WHAT THE TASK ASKS:
Retyping all the entries exactly is the whole task.

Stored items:
###

//! On-chain ledger backend
//!
//! Anchors entries in an `IAuditLedger` contract. The contract records
//! `msg.sender` as the creator, so the signer's address is the only identity
//! this backend can anchor for.

use alloy::network::EthereumWallet;
use alloy::primitives::{Address, FixedBytes};
use alloy::providers::ProviderBuilder;
use alloy::signers::local::PrivateKeySigner;
use alloy::sol;
use async_trait::async_trait;
use tracing::info;

use super::{LedgerBackend, LedgerError, LedgerWriteError};
use crate::domain::{Digest, Identity, LedgerEntry, RecordId, StorageLink};

// Generate contract bindings
sol! {
    #[sol(rpc)]
    interface IAuditLedger {
        struct AuditEntry {
            string recordId;
            address creator;
            uint64 timestampSeconds;
            bytes32 digest;
            string storageLink;
        }

        function storeAudit(
            string recordId,
            uint64 timestampSeconds,
            bytes32 digest,
            string storageLink
        ) external;

        function auditCount() external view returns (uint64);

        function getAudits(uint64 offset, uint64 limit) external view returns (AuditEntry[] memory);

        function getAudit(string recordId) external view returns (AuditEntry memory entry, bool found);
    }
}

/// Contract ledger configuration
#[derive(Debug, Clone)]
pub struct ContractLedgerConfig {
    /// JSON-RPC URL of the chain
    pub rpc_url: String,
    /// IAuditLedger contract address
    pub contract_address: Address,
    /// Private key for signing transactions
    pub private_key: String,
    /// Chain ID
    pub chain_id: u64,
}

impl ContractLedgerConfig {
    /// Load configuration from environment variables
    pub fn from_env() -> Option<Self> {
        let rpc_url = std::env::var("LEDGER_RPC_URL").ok()?;
        let contract_address = std::env::var("LEDGER_CONTRACT_ADDRESS")
            .ok()
            .and_then(|s| s.parse().ok())?;
        let private_key = std::env::var("LEDGER_PRIVATE_KEY").ok()?;
        let chain_id = std::env::var("LEDGER_CHAIN_ID")
            .ok()
            .and_then(|s| s.parse().ok())
            .unwrap_or(11155111);

        Some(Self {
            rpc_url,
            contract_address,
            private_key,
            chain_id,
        })
    }
}

/// Ledger backed by an `IAuditLedger` contract
pub struct ContractLedger {
    config: ContractLedgerConfig,
    signer: PrivateKeySigner,
}

impl std::fmt::Debug for ContractLedger {
    fn fmt(&self, f: &mut std::fmt::Formatter<'_>) -> std::fmt::Result {
        f.debug_struct("ContractLedger")
            .field("rpc_url", &self.config.rpc_url)
            .field("contract_address", &self.config.contract_address)
            .field("chain_id", &self.config.chain_id)
            .field("signer", &self.signer.address())
            .finish()
    }
}

/// Identity string for an address (lowercase `0x` hex)
pub fn address_identity(address: &Address) -> Identity {
    Identity::new(address.to_string().to_lowercase())
}

impl ContractLedger {
    /// Create a contract ledger, validating the signing key
    pub fn new(config: ContractLedgerConfig) -> Result<Self, LedgerError> {
        let signer: PrivateKeySigner = config
            .private_key
            .parse()
            .map_err(|e| LedgerError::Configuration(format!("Invalid private key: {}", e)))?;
        Ok(Self { config, signer })
    }

    pub fn chain_id(&self) -> u64 {
        self.config.chain_id
    }

    /// Identity of the transaction signer; the creator of every appended entry
    pub fn signer_identity(&self) -> Identity {
        address_identity(&self.signer.address())
    }

    fn rpc_url<T: std::str::FromStr>(&self) -> Result<T, LedgerError>
    where
        T::Err: std::fmt::Display,
    {
        self.config
            .rpc_url
            .parse()
            .map_err(|e| LedgerError::Configuration(format!("Invalid RPC URL: {}", e)))
    }

    /// Number of entries the contract holds
    pub async fn count(&self) -> Result<u64, LedgerError> {
        let provider = ProviderBuilder::new().on_http(self.rpc_url()?);
        let contract = IAuditLedger::new(self.config.contract_address, &provider);
        let result = contract
            .auditCount()
            .call()
            .await
            .map_err(|e| LedgerError::Read(format!("Contract call failed: {}", e)))?;
        Ok(result._0)
    }

    fn to_entry(raw: IAuditLedger::AuditEntry) -> LedgerEntry {
        LedgerEntry {
            record_id: RecordId::new(raw.recordId),
            creator_identity: address_identity(&raw.creator),
            timestamp_seconds: raw.timestampSeconds,
            digest: Digest::from_bytes(raw.digest.0),
            storage_link: StorageLink::new(raw.storageLink),
        }
    }
}

#[async_trait]
impl LedgerBackend for ContractLedger {
    async fn append(&self, entry: &LedgerEntry) -> Result<(), LedgerError> {
        let signer_identity = self.signer_identity();
        if !entry.creator_identity.matches(&signer_identity) {
            return Err(LedgerWriteError::Unauthorized {
                creator: entry.creator_identity.to_string(),
                signer: signer_identity.to_string(),
            }
            .into());
        }

        if self.find(&entry.record_id).await?.is_some() {
            return Err(LedgerWriteError::Duplicate(entry.record_id.clone()).into());
        }

        info!(
            "Anchoring record {} to chain {} (digest {})",
            entry.record_id, self.config.chain_id, entry.digest
        );

        // Create provider with signer and recommended fillers
        let provider = ProviderBuilder::new()
            .with_recommended_fillers()
            .wallet(EthereumWallet::from(self.signer.clone()))
            .on_http(
                self.rpc_url()
                    .map_err(|e| LedgerWriteError::Transport(e.to_string()))?,
            );

        let contract = IAuditLedger::new(self.config.contract_address, &provider);

        let tx = contract.storeAudit(
            entry.record_id.as_str().to_string(),
            entry.timestamp_seconds,
            FixedBytes::from(*entry.digest.as_bytes()),
            entry.storage_link.as_str().to_string(),
        );

        let pending = tx.send().await.map_err(|e| {
            let message = e.to_string();
            if message.contains("revert") {
                LedgerWriteError::Rejected(message)
            } else {
                LedgerWriteError::Transport(message)
            }
        })?;

        info!("Transaction sent: {:?}", pending.tx_hash());

        let receipt = pending
            .get_receipt()
            .await
            .map_err(|e| LedgerWriteError::Transport(format!("Failed to get receipt: {}", e)))?;

        if !receipt.status() {
            return Err(LedgerWriteError::Rejected(format!(
                "transaction {} reverted",
                receipt.transaction_hash
            ))
            .into());
        }

        info!(
            "Record {} anchored in tx {} (block {})",
            entry.record_id,
            receipt.transaction_hash,
            receipt.block_number.unwrap_or(0)
        );

        Ok(())
    }

    async fn fetch_page(&self, offset: u64, limit: u64) -> Result<Vec<LedgerEntry>, LedgerError> {
        let provider = ProviderBuilder::new().on_http(self.rpc_url()?);
        let contract = IAuditLedger::new(self.config.contract_address, &provider);
        let result = contract
            .getAudits(offset, limit)
            .call()
            .await
            .map_err(|e| LedgerError::Read(format!("Contract call failed: {}", e)))?;

        Ok(result._0.into_iter().map(Self::to_entry).collect())
    }

    async fn find(&self, record_id: &RecordId) -> Result<Option<LedgerEntry>, LedgerError> {
        let provider = ProviderBuilder::new().on_http(self.rpc_url()?);
        let contract = IAuditLedger::new(self.config.contract_address, &provider);
        let result = contract
            .getAudit(record_id.as_str().to_string())
            .call()
            .await
            .map_err(|e| LedgerError::Read(format!("Contract call failed: {}", e)))?;

        Ok(result.found.then(|| Self::to_entry(result.entry)))
    }

    fn name(&self) -> &'static str {
        "contract"
    }
}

###

RESULT:
//! On-chain ledger backend
//!
//! Anchors entries in an `IAuditLedger` contract. The contract records
//! `msg.sender` as the creator, so the signer's address is the only identity
//! this backend can anchor for.

use alloy::network::EthereumWallet;
use alloy::primitives::{Address, FixedBytes};
use alloy::providers::ProviderBuilder;
use alloy::signers::local::PrivateKeySigner;
use alloy::sol;
use async_trait::async_trait;
use tracing::info;

use super::{LedgerBackend, LedgerError, LedgerWriteError};
use crate::domain::{Digest, Identity, LedgerEntry, RecordId, StorageLink};

// Generate contract bindings
sol! {
    #[sol(rpc)]
    interface IAuditLedger {
        struct AuditEntry {
            string recordId;
            address creator;
            uint64 timestampSeconds;
            bytes32 digest;
            string storageLink;
        }

        function storeAudit(
            string recordId,
            uint64 timestampSeconds,
            bytes32 digest,
            string storageLink
        ) external;

        function auditCount() external view returns (uint64);

        function getAudits(uint64 offset, uint64 limit) external view returns (AuditEntry[] memory);

        function getAudit(string recordId) external view returns (AuditEntry memory entry, bool found);
    }
}

/// Contract ledger configuration
#[derive(Debug, Clone)]
pub struct ContractLedgerConfig {
    /// JSON-RPC URL of the chain
    pub rpc_url: String,
    /// IAuditLedger contract address
    pub contract_address: Address,
    /// Private key for signing transactions
    pub private_key: String,
    /// Chain ID
    pub chain_id: u64,
}

impl ContractLedgerConfig {
    /// Load configuration from environment variables
    pub fn from_env() -> Option<Self> {
        let rpc_url = std::env::var("LEDGER_RPC_URL").ok()?;
        let contract_address = std::env::var("LEDGER_CONTRACT_ADDRESS")
            .ok()
            .and_then(|s| s.parse().ok())?;
        let private_key = std::env::var("LEDGER_PRIVATE_KEY").ok()?;
        let chain_id = std::env::var("LEDGER_CHAIN_ID")
            .ok()
            .and_then(|s| s.parse().ok())
            .unwrap_or(11155111);

        Some(Self {
            rpc_url,
            contract_address,
            private_key,
            chain_id,
        })
    }
}

/// Ledger backed by an `IAuditLedger` contract
pub struct ContractLedger {
    config: ContractLedgerConfig,
    signer: PrivateKeySigner,
}

impl std::fmt::Debug for ContractLedger {
    fn fmt(&self, f: &mut std::fmt::Formatter<'_>) -> std::fmt::Result {
        f.debug_struct("ContractLedger")
            .field("rpc_url", &self.config.rpc_url)
            .field("contract_address", &self.config.contract_address)
            .field("chain_id", &self.config.chain_id)
            .field("signer", &self.signer.address())
            .finish()
    }
}

/// Identity string for an address (lowercase `0x` hex)
pub fn address_identity(address: &Address) -> Identity {
    Identity::new(address.to_string().to_lowercase())
}

impl ContractLedger {
    /// Create a contract ledger, validating the signing key
    pub fn new(config: ContractLedgerConfig) -> Result<Self, LedgerError> {
        let signer: PrivateKeySigner = config
            .private_key
            .parse()
            .map_err(|e| LedgerError::Configuration(format!("Invalid private key: {}", e)))?;
        Ok(Self { config, signer })
    }

    pub fn chain_id(&self) -> u64 {
        self.config.chain_id
    }

    /// Identity of the transaction signer; the creator of every appended entry
    pub fn signer_identity(&self) -> Identity {
        address_identity(&self.signer.address())
    }

    fn rpc_url<T: std::str::FromStr>(&self) -> Result<T, LedgerError>
    where
        T::Err: std::fmt::Display,
    {
        self.config
            .rpc_url
            .parse()
            .map_err(|e| LedgerError::Configuration(format!("Invalid RPC URL: {}", e)))
    }

    /// Number of entries the contract holds
    pub async fn count(&self) -> Result<u64, LedgerError> {
        let provider = ProviderBuilder::new().on_http(self.rpc_url()?);
        let contract = IAuditLedger::new(self.config.contract_address, &provider);
        let result = contract
            .auditCount()
            .call()
            .await
            .map_err(|e| LedgerError::Read(format!("Contract call failed: {}", e)))?;
        Ok(result._0)
    }

    fn to_entry(raw: IAuditLedger::AuditEntry) -> LedgerEntry {
        LedgerEntry {
            record_id: RecordId::new(raw.recordId),
            creator_identity: address_identity(&raw.creator),
            timestamp_seconds: raw.timestampSeconds,
            digest: Digest::from_bytes(raw.digest.0),
            storage_link: StorageLink::new(raw.storageLink),
        }
    }
}

#[async_trait]
impl LedgerBackend for ContractLedger {
    async fn append(&self, entry: &LedgerEntry) -> Result<(), LedgerError> {
        let signer_identity = self.signer_identity();
        if !entry.creator_identity.matches(&signer_identity) {
            return Err(LedgerWriteError::Unauthorized {
                creator: entry.creator_identity.to_string(),
                signer: signer_identity.to_string(),
            }
            .into());
        }

        if self.find(&entry.record_id).await?.is_some() {
            return Err(LedgerWriteError::Duplicate(entry.record_id.clone()).into());
        }

        info!(
            "Anchoring record {} to chain {} (digest {})",
            entry.record_id, self.config.chain_id, entry.digest
        );

        // Create provider with signer and recommended fillers
        let provider = ProviderBuilder::new()
            .with_recommended_fillers()
            .wallet(EthereumWallet::from(self.signer.clone()))
            .on_http(
                self.rpc_url()
                    .map_err(|e| LedgerWriteError::Transport(e.to_string()))?,
            );

        let contract = IAuditLedger::new(self.config.contract_address, &provider);

        let tx = contract.storeAudit(
            entry.record_id.as_str().to_string(),
            entry.timestamp_seconds,
            FixedBytes::from(*entry.digest.as_bytes()),
            entry.storage_link.as_str().to_string(),
        );

        let pending = tx.send().await.map_err(|e| {
            let message = e.to_string();
            if message.contains("revert") {
                LedgerWriteError::Rejected(message)
            } else {
                LedgerWriteError::Transport(message)
            }
        })?;

        info!("Transaction sent: {:?}", pending.tx_hash());

        let receipt = pending
            .get_receipt()
            .await
            .map_err(|e| LedgerWriteError::Transport(format!("Failed to get receipt: {}", e)))?;

        if !receipt.status() {
            return Err(LedgerWriteError::Rejected(format!(
                "transaction {} reverted",
                receipt.transaction_hash
            ))
            .into());
        }

        info!(
            "Record {} anchored in tx {} (block {})",
            entry.record_id,
            receipt.transaction_hash,
            receipt.block_number.unwrap_or(0)
        );

        Ok(())
    }

    async fn fetch_page(&self, offset: u64, limit: u64) -> Result<Vec<LedgerEntry>, LedgerError> {
        let provider = ProviderBuilder::new().on_http(self.rpc_url()?);
        let contract = IAuditLedger::new(self.config.contract_address, &provider);
        let result = contract
            .getAudits(offset, limit)
            .call()
            .await
            .map_err(|e| LedgerError::Read(format!("Contract call failed: {}", e)))?;

        Ok(result._0.into_iter().map(Self::to_entry).collect())
    }

    async fn find(&self, record_id: &RecordId) -> Result<Option<LedgerEntry>, LedgerError> {
        let provider = ProviderBuilder::new().on_http(self.rpc_url()?);
        let contract = IAuditLedger::new(self.config.contract_address, &provider);
        let result = contract
            .getAudit(record_id.as_str().to_string())
            .call()
            .await
            .map_err(|e| LedgerError::Read(format!("Contract call failed: {}", e)))?;

        Ok(result.found.then(|| Self::to_entry(result.entry)))
    }

    fn name(&self) -> &'static str {
        "contract"
    }
}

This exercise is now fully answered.